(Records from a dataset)
————————

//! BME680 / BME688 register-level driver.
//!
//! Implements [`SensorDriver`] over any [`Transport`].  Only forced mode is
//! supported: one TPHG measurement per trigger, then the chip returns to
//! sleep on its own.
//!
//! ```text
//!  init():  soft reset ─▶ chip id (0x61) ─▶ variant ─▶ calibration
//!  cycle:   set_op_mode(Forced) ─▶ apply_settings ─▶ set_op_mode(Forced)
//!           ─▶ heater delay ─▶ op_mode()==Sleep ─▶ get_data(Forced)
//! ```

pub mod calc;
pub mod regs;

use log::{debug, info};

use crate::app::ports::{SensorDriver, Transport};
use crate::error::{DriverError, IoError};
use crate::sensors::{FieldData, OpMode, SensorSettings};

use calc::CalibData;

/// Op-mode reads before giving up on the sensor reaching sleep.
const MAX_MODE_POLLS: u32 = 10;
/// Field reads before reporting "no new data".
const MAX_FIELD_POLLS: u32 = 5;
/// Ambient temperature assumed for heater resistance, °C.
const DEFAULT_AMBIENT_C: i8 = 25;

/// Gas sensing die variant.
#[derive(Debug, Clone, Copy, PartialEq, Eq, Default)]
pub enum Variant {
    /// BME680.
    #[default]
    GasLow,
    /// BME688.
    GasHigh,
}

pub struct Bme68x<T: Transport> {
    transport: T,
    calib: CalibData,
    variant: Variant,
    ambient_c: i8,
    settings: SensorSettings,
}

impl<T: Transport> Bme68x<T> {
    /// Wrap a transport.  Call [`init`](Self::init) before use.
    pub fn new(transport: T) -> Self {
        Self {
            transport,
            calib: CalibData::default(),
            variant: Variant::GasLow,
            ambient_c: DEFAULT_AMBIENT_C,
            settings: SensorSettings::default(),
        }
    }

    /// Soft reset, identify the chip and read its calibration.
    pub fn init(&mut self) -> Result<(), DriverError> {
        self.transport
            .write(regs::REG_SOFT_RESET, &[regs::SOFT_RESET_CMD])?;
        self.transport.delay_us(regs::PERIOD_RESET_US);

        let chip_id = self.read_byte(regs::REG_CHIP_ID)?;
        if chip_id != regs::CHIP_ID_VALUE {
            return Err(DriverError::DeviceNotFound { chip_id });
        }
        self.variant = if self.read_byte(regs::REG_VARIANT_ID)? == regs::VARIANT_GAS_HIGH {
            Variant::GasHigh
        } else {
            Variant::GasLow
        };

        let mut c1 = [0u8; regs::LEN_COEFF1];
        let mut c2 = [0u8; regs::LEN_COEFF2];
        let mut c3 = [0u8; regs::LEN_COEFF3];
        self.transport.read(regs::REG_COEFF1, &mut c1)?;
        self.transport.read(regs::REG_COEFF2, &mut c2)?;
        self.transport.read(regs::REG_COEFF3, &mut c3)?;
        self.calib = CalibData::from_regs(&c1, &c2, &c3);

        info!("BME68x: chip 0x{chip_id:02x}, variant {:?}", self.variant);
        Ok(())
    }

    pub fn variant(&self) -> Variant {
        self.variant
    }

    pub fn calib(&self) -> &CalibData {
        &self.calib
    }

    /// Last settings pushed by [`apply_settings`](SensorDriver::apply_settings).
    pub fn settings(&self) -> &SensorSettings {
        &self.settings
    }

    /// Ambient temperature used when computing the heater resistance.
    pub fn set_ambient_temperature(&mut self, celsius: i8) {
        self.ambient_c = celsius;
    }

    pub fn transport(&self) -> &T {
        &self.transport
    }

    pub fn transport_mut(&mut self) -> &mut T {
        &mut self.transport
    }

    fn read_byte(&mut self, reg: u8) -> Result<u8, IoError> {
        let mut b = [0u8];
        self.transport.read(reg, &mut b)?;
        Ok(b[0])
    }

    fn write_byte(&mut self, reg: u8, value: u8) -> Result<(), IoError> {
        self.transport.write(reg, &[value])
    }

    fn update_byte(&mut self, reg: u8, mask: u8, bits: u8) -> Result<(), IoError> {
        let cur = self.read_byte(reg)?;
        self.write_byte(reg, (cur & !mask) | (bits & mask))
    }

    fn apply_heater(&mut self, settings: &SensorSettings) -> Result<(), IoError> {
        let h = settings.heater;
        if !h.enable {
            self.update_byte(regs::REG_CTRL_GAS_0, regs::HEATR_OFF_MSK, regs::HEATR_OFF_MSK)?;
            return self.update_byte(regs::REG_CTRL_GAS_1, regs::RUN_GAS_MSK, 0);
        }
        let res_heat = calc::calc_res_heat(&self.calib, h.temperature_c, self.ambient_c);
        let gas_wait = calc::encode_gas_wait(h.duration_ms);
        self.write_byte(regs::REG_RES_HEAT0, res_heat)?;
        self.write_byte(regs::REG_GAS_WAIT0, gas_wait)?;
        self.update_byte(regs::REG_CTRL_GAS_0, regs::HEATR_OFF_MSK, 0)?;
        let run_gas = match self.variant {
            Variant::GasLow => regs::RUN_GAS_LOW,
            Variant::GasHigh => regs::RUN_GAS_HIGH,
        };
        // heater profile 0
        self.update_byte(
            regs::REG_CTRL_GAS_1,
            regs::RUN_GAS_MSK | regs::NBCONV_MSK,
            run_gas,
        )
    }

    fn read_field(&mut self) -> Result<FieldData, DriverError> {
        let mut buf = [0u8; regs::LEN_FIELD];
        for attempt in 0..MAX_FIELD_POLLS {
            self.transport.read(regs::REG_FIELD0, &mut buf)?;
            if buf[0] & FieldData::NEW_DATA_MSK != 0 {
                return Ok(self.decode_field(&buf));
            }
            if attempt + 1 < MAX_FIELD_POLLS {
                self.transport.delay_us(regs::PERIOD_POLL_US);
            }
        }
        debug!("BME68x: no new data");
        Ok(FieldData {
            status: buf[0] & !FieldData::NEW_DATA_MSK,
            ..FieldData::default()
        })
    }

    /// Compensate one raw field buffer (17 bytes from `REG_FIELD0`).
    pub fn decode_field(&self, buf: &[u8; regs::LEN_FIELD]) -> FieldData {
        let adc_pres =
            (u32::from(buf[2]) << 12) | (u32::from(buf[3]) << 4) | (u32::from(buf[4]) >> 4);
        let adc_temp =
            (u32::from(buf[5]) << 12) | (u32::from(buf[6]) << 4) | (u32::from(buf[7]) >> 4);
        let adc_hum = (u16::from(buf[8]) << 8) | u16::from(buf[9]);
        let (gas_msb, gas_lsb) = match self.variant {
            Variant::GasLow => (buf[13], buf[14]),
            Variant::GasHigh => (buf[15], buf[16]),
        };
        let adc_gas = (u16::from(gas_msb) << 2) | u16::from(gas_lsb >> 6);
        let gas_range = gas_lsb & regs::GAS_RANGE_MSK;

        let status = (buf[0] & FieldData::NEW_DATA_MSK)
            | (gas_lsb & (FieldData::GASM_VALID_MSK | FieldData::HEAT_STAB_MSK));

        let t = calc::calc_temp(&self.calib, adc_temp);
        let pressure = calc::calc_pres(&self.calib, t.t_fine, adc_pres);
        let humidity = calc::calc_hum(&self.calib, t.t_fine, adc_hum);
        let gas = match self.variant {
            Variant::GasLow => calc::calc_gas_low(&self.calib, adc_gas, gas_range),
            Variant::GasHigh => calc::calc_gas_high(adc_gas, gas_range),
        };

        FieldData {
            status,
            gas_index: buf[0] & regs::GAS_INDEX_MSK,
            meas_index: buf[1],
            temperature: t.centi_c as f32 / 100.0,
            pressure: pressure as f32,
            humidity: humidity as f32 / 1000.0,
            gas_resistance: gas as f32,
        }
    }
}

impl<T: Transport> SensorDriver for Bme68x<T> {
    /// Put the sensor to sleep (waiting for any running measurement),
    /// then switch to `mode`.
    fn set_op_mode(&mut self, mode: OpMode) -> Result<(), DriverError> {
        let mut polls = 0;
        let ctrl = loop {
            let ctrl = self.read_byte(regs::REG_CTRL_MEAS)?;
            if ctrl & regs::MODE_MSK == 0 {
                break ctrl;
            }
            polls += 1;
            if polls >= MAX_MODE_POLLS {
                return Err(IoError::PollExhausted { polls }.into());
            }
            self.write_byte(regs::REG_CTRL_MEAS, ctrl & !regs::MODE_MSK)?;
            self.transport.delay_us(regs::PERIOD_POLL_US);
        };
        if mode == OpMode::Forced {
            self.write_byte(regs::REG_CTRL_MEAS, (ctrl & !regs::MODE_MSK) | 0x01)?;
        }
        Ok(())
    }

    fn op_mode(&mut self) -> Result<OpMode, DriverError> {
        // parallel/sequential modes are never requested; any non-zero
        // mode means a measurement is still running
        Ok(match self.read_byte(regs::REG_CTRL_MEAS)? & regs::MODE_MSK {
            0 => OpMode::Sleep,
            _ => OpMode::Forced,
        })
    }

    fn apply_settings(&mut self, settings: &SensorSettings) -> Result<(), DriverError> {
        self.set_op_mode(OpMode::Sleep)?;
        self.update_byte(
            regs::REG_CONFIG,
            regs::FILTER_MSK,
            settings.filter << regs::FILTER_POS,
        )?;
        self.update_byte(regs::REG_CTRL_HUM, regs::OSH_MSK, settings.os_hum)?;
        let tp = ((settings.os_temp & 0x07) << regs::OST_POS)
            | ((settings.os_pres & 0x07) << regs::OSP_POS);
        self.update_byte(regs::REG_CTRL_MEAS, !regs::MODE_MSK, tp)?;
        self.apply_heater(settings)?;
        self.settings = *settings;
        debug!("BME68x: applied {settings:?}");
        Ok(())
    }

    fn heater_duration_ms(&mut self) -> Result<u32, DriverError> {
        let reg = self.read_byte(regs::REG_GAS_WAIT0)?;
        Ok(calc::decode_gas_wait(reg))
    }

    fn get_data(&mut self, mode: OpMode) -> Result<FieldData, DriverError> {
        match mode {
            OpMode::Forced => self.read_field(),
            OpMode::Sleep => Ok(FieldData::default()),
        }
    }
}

————————

Prompt:
Say how many lines of the data include the string "info". Nothing other than the number should be given.

Completed task:
2